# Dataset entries
--- START ---
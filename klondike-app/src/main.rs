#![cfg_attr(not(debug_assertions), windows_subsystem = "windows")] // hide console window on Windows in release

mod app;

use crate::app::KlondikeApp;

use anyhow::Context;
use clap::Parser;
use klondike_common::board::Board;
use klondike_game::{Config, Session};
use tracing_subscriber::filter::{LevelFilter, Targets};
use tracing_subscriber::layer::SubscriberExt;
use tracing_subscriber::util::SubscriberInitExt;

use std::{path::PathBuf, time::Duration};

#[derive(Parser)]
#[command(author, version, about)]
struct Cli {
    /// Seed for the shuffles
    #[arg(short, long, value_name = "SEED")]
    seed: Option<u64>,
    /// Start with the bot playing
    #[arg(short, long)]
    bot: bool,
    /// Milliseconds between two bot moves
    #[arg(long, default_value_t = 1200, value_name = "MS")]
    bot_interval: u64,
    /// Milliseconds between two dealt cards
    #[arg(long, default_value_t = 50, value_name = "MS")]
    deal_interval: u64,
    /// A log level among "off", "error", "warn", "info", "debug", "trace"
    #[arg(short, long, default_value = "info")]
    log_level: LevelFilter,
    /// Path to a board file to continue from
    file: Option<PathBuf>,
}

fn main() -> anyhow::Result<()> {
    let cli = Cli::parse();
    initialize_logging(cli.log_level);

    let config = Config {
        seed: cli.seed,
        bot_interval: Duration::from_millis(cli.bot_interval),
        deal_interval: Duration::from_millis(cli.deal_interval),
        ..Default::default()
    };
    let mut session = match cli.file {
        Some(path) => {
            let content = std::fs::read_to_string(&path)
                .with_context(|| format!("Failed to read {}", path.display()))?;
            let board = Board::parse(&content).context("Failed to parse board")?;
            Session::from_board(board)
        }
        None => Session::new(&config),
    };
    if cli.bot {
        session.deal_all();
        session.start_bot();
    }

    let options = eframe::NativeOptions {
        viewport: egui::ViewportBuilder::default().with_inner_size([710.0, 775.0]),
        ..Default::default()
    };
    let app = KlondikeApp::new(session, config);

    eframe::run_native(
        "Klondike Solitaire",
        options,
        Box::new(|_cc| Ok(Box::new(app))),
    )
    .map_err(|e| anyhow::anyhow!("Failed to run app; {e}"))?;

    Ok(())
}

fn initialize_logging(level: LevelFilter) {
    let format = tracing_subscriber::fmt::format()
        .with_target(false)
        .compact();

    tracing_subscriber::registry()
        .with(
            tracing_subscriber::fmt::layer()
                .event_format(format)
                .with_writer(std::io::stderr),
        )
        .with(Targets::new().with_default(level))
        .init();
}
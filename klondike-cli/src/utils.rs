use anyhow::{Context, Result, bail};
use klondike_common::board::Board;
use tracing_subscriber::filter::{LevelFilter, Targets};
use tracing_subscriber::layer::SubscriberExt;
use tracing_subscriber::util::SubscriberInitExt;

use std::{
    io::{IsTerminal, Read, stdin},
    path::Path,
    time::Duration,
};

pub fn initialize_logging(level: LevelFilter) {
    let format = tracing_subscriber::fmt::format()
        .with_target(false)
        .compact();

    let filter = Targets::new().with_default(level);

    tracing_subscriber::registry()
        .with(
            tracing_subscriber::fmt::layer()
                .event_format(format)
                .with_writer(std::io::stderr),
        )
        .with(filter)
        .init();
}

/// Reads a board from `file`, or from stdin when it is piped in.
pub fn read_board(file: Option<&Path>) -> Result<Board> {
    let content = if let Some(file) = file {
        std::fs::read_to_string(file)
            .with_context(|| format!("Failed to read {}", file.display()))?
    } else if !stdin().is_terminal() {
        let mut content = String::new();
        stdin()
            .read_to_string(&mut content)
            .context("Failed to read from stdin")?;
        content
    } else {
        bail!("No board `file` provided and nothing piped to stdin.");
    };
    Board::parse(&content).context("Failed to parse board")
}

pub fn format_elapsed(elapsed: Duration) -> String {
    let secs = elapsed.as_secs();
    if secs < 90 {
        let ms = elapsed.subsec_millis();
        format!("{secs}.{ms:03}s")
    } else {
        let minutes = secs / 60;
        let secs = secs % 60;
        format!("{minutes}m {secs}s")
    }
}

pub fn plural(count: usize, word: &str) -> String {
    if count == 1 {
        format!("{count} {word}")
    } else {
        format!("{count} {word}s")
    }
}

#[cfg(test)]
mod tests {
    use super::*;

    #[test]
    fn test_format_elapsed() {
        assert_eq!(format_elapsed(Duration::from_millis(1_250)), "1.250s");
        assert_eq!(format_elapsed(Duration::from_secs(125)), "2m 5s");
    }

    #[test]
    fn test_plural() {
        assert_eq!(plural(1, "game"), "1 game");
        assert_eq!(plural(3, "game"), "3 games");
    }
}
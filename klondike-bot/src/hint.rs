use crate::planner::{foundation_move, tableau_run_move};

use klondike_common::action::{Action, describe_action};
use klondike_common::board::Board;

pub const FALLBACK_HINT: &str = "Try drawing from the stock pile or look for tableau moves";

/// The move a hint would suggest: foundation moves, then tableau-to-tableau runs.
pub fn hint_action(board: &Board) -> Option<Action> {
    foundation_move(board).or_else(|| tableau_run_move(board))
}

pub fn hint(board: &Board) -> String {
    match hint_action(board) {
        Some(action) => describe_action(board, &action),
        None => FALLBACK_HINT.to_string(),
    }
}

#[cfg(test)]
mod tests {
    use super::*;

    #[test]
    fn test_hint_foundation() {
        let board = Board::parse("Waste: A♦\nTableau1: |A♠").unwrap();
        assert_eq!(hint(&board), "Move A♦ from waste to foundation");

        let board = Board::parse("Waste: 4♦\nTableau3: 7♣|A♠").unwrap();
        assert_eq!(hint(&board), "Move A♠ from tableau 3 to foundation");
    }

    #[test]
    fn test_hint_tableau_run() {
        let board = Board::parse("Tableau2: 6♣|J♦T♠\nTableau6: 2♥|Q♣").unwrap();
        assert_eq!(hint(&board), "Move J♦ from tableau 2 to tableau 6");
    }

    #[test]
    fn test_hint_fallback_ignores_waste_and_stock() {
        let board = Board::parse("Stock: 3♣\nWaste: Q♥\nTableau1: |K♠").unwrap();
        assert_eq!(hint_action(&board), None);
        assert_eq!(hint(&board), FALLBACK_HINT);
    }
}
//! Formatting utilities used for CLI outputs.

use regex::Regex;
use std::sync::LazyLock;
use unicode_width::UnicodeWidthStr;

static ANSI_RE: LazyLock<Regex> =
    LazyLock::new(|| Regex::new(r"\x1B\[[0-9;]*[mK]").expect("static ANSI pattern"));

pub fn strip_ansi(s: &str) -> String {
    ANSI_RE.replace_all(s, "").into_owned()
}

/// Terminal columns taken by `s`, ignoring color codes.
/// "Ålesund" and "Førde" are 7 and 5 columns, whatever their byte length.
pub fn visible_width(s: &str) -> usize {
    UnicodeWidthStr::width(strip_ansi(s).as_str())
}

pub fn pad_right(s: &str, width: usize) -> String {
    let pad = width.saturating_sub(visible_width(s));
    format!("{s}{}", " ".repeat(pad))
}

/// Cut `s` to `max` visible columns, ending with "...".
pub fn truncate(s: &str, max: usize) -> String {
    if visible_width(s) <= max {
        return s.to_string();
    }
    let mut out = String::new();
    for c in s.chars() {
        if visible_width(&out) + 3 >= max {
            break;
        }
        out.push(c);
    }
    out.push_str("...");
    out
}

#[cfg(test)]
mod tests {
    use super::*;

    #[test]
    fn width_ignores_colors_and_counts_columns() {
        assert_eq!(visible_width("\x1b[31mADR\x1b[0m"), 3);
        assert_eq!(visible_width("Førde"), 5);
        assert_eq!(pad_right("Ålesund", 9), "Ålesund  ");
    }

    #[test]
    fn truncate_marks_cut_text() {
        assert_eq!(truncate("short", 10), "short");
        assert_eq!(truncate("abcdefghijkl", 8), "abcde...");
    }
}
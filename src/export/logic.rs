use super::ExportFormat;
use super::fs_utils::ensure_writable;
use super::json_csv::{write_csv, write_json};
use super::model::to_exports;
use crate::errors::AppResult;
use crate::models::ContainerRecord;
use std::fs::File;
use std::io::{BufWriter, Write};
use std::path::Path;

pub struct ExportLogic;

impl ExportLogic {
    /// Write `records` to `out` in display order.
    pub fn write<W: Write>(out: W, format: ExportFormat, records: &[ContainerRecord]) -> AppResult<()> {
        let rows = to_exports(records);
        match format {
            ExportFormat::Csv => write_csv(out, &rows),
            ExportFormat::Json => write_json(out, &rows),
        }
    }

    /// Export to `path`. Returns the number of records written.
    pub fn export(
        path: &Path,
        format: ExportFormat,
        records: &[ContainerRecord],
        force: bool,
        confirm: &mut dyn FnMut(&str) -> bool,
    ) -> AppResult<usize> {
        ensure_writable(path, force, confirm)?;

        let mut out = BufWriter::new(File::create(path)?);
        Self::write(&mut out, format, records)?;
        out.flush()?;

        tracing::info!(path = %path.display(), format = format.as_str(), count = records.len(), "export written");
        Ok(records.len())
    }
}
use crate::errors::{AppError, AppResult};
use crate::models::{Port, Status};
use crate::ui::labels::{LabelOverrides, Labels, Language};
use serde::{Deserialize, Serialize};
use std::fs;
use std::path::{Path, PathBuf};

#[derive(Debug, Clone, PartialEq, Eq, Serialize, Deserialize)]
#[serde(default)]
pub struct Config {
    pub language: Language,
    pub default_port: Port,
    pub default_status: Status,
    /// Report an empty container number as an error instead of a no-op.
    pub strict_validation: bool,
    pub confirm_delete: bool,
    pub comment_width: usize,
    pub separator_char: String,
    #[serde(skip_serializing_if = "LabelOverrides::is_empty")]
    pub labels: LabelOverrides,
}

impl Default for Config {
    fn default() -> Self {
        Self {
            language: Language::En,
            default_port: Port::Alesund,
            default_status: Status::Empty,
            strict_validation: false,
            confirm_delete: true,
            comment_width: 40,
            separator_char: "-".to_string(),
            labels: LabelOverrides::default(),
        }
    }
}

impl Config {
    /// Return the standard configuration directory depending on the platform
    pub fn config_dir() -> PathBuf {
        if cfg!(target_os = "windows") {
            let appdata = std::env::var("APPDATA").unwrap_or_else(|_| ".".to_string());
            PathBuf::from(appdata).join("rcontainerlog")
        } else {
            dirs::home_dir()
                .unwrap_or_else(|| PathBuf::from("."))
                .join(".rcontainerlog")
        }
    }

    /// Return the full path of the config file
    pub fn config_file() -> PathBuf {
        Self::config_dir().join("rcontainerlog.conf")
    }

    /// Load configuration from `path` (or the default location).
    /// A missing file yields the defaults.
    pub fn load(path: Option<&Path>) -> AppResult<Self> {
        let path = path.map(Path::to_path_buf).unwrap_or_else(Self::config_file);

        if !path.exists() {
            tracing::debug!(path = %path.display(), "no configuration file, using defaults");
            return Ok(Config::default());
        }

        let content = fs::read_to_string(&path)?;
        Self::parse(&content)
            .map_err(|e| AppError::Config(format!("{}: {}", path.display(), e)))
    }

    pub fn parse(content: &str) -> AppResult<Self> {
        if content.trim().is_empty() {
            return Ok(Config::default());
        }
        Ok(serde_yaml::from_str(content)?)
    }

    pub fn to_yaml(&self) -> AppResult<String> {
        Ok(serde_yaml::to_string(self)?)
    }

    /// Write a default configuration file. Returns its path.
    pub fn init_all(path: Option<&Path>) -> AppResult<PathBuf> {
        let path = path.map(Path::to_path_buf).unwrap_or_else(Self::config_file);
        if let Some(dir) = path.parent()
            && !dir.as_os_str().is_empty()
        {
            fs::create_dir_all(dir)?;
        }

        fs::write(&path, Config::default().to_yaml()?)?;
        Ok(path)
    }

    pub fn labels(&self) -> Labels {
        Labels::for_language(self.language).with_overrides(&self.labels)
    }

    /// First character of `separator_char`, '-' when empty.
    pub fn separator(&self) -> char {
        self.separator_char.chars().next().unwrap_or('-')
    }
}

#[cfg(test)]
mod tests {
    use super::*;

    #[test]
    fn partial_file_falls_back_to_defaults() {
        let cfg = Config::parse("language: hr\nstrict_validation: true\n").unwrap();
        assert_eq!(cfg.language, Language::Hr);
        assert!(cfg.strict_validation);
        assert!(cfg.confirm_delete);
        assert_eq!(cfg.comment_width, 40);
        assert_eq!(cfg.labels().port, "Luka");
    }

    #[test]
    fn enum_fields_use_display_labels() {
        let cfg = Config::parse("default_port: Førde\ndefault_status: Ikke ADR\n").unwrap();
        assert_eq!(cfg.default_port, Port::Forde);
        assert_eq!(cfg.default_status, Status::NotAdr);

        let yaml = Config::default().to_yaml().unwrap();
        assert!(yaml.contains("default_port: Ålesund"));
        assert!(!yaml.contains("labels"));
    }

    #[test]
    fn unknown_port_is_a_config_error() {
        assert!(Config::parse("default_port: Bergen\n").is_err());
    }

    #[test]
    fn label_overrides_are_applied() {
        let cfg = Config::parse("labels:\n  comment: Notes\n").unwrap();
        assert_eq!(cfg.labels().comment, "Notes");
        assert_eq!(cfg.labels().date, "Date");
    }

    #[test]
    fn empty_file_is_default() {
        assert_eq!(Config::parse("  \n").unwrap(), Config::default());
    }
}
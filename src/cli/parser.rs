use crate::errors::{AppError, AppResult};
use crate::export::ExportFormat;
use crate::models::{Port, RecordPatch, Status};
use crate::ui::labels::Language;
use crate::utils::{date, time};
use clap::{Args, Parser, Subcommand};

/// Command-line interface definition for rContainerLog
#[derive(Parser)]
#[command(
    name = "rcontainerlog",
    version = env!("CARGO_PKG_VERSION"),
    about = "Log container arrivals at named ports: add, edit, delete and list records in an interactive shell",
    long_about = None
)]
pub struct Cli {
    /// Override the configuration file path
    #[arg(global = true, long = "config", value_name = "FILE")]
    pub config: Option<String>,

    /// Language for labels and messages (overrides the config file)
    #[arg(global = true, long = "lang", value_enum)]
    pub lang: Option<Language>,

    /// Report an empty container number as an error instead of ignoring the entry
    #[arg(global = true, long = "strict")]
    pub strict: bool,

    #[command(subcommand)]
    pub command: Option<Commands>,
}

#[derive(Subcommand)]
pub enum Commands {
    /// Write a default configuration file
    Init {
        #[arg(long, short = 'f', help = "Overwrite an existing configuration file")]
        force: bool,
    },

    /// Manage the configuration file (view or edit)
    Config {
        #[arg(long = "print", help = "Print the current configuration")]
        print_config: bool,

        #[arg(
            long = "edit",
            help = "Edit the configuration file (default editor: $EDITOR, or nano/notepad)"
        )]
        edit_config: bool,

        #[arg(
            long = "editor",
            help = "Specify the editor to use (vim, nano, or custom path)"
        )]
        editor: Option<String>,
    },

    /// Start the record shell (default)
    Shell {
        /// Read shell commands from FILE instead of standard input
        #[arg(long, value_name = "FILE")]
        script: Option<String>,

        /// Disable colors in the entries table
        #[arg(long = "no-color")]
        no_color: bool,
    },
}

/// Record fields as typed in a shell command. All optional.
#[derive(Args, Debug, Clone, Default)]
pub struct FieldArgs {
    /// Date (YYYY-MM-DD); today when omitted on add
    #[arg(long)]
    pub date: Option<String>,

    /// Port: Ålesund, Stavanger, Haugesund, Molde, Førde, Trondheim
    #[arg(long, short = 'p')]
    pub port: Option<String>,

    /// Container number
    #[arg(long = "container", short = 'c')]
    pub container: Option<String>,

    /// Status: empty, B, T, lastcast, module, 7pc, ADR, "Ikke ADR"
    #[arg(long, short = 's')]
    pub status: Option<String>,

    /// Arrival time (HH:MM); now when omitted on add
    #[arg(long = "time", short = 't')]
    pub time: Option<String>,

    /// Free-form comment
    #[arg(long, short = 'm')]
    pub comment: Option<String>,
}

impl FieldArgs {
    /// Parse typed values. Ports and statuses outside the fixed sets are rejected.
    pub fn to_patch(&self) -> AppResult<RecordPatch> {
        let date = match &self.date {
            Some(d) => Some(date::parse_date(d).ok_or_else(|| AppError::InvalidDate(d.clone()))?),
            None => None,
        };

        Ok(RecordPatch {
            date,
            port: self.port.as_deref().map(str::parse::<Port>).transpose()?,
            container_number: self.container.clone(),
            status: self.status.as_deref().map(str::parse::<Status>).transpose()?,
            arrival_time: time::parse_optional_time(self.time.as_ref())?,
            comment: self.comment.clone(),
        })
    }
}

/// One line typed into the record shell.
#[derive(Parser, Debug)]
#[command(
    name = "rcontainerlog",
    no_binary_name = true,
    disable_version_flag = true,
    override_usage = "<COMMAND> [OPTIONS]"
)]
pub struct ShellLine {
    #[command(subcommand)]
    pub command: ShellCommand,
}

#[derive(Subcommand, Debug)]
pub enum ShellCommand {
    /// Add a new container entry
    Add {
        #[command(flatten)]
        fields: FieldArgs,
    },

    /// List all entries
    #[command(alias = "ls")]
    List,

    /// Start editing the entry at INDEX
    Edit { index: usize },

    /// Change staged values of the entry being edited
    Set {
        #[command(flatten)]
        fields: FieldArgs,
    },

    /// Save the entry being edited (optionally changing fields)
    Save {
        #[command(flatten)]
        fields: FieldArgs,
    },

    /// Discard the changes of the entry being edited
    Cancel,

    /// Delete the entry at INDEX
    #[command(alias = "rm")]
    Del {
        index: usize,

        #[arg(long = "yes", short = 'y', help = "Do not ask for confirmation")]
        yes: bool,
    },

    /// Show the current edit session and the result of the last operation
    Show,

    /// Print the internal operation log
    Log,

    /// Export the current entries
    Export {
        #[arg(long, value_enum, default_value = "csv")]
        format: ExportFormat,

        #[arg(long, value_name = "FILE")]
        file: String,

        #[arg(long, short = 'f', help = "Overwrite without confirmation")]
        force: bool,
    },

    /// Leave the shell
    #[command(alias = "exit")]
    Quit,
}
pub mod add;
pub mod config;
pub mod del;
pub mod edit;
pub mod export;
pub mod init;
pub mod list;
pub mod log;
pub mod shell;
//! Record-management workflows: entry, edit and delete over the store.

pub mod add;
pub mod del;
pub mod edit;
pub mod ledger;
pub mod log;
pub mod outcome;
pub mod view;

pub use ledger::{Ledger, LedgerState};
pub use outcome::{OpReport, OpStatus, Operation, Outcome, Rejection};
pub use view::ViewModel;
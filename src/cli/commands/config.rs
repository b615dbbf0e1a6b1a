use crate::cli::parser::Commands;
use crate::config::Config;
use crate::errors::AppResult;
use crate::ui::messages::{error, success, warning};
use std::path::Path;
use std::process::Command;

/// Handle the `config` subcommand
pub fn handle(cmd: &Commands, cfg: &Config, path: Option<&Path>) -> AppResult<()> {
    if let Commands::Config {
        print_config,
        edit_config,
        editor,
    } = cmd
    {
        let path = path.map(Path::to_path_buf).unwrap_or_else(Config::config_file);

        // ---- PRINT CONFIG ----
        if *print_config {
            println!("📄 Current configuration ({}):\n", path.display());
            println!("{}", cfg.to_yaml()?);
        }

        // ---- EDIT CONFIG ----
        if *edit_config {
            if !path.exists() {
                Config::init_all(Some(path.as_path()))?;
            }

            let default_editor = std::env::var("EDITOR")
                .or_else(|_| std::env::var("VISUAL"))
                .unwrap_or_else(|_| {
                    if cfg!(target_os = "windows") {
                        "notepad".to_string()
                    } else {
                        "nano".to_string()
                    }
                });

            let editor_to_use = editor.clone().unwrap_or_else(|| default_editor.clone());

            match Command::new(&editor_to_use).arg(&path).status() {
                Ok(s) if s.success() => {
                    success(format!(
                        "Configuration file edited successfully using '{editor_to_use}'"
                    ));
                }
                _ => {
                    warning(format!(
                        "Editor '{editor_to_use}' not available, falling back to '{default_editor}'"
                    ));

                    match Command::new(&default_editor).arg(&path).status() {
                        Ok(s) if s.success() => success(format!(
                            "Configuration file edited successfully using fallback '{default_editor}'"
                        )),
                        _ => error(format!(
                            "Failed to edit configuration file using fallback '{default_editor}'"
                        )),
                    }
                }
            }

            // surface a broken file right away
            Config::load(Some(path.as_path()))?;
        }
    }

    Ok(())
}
--- END ---
# How to complete this task
Whenever a line in the records above contains the string "Notes", copy that line.

# Answer to the exercise
        let cfg = Config::parse("labels:\n  comment: Notes\n").unwrap();
        assert_eq!(cfg.labels().comment, "Notes");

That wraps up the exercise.